今後の両社の関係が変わっていくことでクルマ作りはどのように変わっていくのか、桃田健史氏がグローバル視点と国内視点の両方から分析した。
文/桃田健史、写真/NISSAN、RENAULT
■日産とルノーは対等関係になるのか?
ついに、日産とルノーとの関わり方が変わりそうだ。
ざっくりと表現すれば、日産とルノーは”対等の関係”になることが考えられる。そうなると、日産とルノー各々のクルマ作りはどう変わり、その結果としてどのようなクルマが市場に登場することになるのだろうか?
現時点(2022年12月2日現在)、報道ベースではさまざまな話が聞こえているのだが、正式な形では2022年10月10日に「アライアンスについての共同声明」というニュースリリースを日産が出している。
ここでは、ルノーグループと「アライアンスの強化とその将来に向けて、現在多岐にわたる議論を重ねている」という表現をしている。
議論の内容として、3点を挙げている。
■日産とルノーとの間の3つの議論
ひとつ目は、「各市場や商品、技術に関して戦略的に取り組むことを確認」だ。そう聞いても、なんだかピンとこない人が少なくないだろう。なぜならば、あまりにも”当たり前のこと”だからだ。
ルノー日産三菱アライアンスでは、これまでに、3社各々が得意とする市場、商品、技術での「リーダー」を設定し、ほかの2メーカーが「フォロワアー」になることで、3社が効率的な経営環境が実現するとしてきたし、そうした活動を加速されている真っ最中だ。
そんな”当たり前のこと”を確認すると表現するのは、ルノーから日産への出資比率が変わっても、「これまでどおりの”戦略的な関係性”を保つための努力をする」という意味が含まれているのだと、筆者は見る。
■ルノーが設立するEV関連の企業に日産が出資
日産とルノーの議論のふたつ目は、ルノーが新規に設立するEV(電気自動車)関連の企業に対して、日産が出資するというものだ。

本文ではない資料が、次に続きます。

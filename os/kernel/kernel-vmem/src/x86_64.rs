//! # x86-64 paging entries
//!
//! PML4 → PDPT → PD → PT, 512 entries per level. The same bit layout serves
//! every level; the walker never creates huge pages, so `PS` stays 0.
//!
//! Permissions intersect along the walk, so intermediate entries are always
//! present + writable, with `U/S` set for lower-half (user) subtrees. The leaf
//! decides the effective rights.
//!
//! The upper-half PML4 entries of every user tree are copied from the kernel
//! tree, which is why the kernel's top-level tables must exist before the
//! first user tree is created (see
//! [`preallocate_top_level`](crate::PageTableTree::preallocate_top_level)).

use crate::{EntryFormat, PageFlags, Translation};
use bitfield_struct::bitfield;
use kernel_memory_addresses::{FRAME_SHIFT, PhysicalAddress, VirtualAddress};

/// Raw x86-64 page-table entry (any level, 4 KiB granule).
///
/// Reference: AMD APM Vol. 2 §5.3, Intel SDM Vol. 3A §4.5.
#[bitfield(u64)]
pub struct X86Entry {
    /// **Present** (bit 0).
    pub present: bool,
    /// **Read/Write** (bit 1).
    pub writable: bool,
    /// **User/Supervisor** (bit 2).
    pub user: bool,
    /// **Page Write-Through** (PWT, bit 3).
    pub write_through: bool,
    /// **Page Cache Disable** (PCD, bit 4).
    pub cache_disable: bool,
    /// **Accessed** (bit 5), set by the CPU.
    pub accessed: bool,
    /// **Dirty** (bit 6), set by the CPU on leaf entries.
    pub dirty: bool,
    /// **Page Size** (bit 7) in PDPTE/PDE; PAT in PTE.
    pub huge: bool,
    /// **Global** (bit 8).
    pub global: bool,
    /// Bits 9..11, ignored by hardware.
    #[bits(3)]
    pub os_available_low: u8,
    /// Physical frame number (bits 12..51).
    #[bits(40)]
    pub frame_number: u64,
    /// Bits 52..62, ignored by hardware (no protection keys).
    #[bits(11)]
    pub os_available_high: u16,
    /// **No-Execute** (bit 63), honoured with `EFER.NXE`.
    pub no_execute: bool,
}

/// [`EntryFormat`] for x86-64 4-level paging.
#[derive(Debug)]
pub enum X86Format {}

impl EntryFormat for X86Format {
    const SHARES_KERNEL_HALF: bool = true;

    fn table(pa: PhysicalAddress, user: bool) -> u64 {
        X86Entry::new()
            .with_present(true)
            .with_writable(true)
            .with_user(user)
            .with_frame_number(pa.frame_number())
            .into_bits()
    }

    fn next_table(raw: u64) -> Option<PhysicalAddress> {
        let e = X86Entry::from_bits(raw);
        (e.present() && !e.huge()).then(|| PhysicalAddress::new(e.frame_number() << FRAME_SHIFT))
    }

    fn leaf(pa: PhysicalAddress, flags: PageFlags) -> u64 {
        X86Entry::new()
            .with_present(true)
            .with_writable(flags.writable())
            .with_user(flags.user())
            .with_write_through(flags.cache_disabled())
            .with_cache_disable(flags.cache_disabled())
            .with_global(flags.global())
            .with_frame_number(pa.frame_number())
            .with_no_execute(!flags.executable())
            .into_bits()
    }

    fn decode_leaf(raw: u64) -> Option<Translation> {
        let e = X86Entry::from_bits(raw);
        e.present().then(|| Translation {
            address: PhysicalAddress::new(e.frame_number() << FRAME_SHIFT),
            flags: PageFlags::new()
                .with_writable(e.writable())
                .with_user(e.user())
                .with_executable(!e.no_execute())
                .with_cache_disabled(e.cache_disable())
                .with_global(e.global()),
        })
    }

    #[allow(unused_variables)]
    fn invalidate(va: VirtualAddress) {
        #[cfg(all(target_arch = "x86_64", target_os = "none"))]
        unsafe {
            core::arch::asm!("invlpg [{}]", in(reg) va.as_u64(), options(nostack, preserves_flags));
        }
    }
}
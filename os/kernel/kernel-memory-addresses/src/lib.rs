//! # Virtual and Physical Memory Address Types
//!
//! Strongly typed wrappers for raw memory addresses used by the frame
//! allocator, the page-table trees and the region bookkeeping.
//!
//! | Type | Meaning |
//! |------|---------|
//! | [`PhysicalAddress`] | Physical memory or MMIO. |
//! | [`VirtualAddress`] | Page-table translated memory. |
//! | [`VirtualRange`] | A half-open `[start, end)` span of virtual memory. |
//!
//! All mapping operations work at [`FRAME_SIZE`] granularity. Mixing the two
//! address kinds is a type error:
//!
//! ```rust
//! # use kernel_memory_addresses::*;
//! let va = VirtualAddress::new(0x1234_5678);
//! assert_eq!(va.frame_base().as_u64(), 0x1234_5000);
//! assert_eq!(va.frame_offset(), 0x678);
//!
//! let range = VirtualRange::new(VirtualAddress::new(0x1000), 3 * FRAME_SIZE).unwrap();
//! assert_eq!(range.pages().count(), 3);
//! ```
//!
//! The types are `#[repr(transparent)]` over `u64` and implement `Copy`, `Eq`,
//! `Ord` and `Hash`, so they work as map keys.

#![cfg_attr(not(any(test, doctest)), no_std)]
#![allow(clippy::inline_always)]

mod physical_address;
mod virtual_address;
mod virtual_range;

pub use physical_address::PhysicalAddress;
pub use virtual_address::VirtualAddress;
pub use virtual_range::{PageIter, VirtualRange};

/// Size of one physical frame / virtual page in bytes.
pub const FRAME_SIZE: u64 = 4096;

/// `log2(FRAME_SIZE)`.
pub const FRAME_SHIFT: u32 = 12;

const _: () = assert!(1 << FRAME_SHIFT == FRAME_SIZE);

/// Align `x` down to the nearest multiple of `a`.
///
/// `a` must be a non-zero power of two.
///
/// ```rust
/// # use kernel_memory_addresses::align_down;
/// assert_eq!(align_down(4095, 4096), 0);
/// assert_eq!(align_down(8191, 4096), 4096);
/// ```
#[inline(always)]
#[must_use]
pub const fn align_down(x: u64, a: u64) -> u64 {
    x & !(a - 1)
}

/// Align `x` up to the nearest multiple of `a`, or `None` on overflow.
///
/// `a` must be a non-zero power of two.
///
/// ```rust
/// # use kernel_memory_addresses::align_up;
/// assert_eq!(align_up(1, 4096), Some(4096));
/// assert_eq!(align_up(4096, 4096), Some(4096));
/// assert_eq!(align_up(u64::MAX, 4096), None);
/// ```
#[inline(always)]
#[must_use]
pub const fn align_up(x: u64, a: u64) -> Option<u64> {
    match x.checked_add(a - 1) {
        Some(v) => Some(v & !(a - 1)),
        None => None,
    }
}

/// Number of frames needed to hold `bytes`, rounding up.
#[inline]
#[must_use]
pub const fn frames_for(bytes: u64) -> u64 {
    bytes.div_ceil(FRAME_SIZE)
}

その額について、一部報道では5億ドルから7億5000万ドル(1ドル148円換算で、740億円から1110億円)とも言われているところだ。
そして、3つ目は、「アライアンスの持続可能な運営やガバナンスの実現に向けた継続的に構造的な改善に取り組むことを確認」という。
なんともわかりにくい表現だが、ひとつ目の議論点でも振れたように”当たり前のこと”を踏まえて、これからどうしていくのか、ということだと解釈できるだろう。
結局は、日産としては「これまで以上に自由に企業活動がしたい」ということに。一方、ルノーは「これまでと同じように日産とつきあいたい」、ということになる。
一部報道では、ルノーから日産に対する出資比率45%を15%まで引き下げる案が採用される可能性が高いとしている。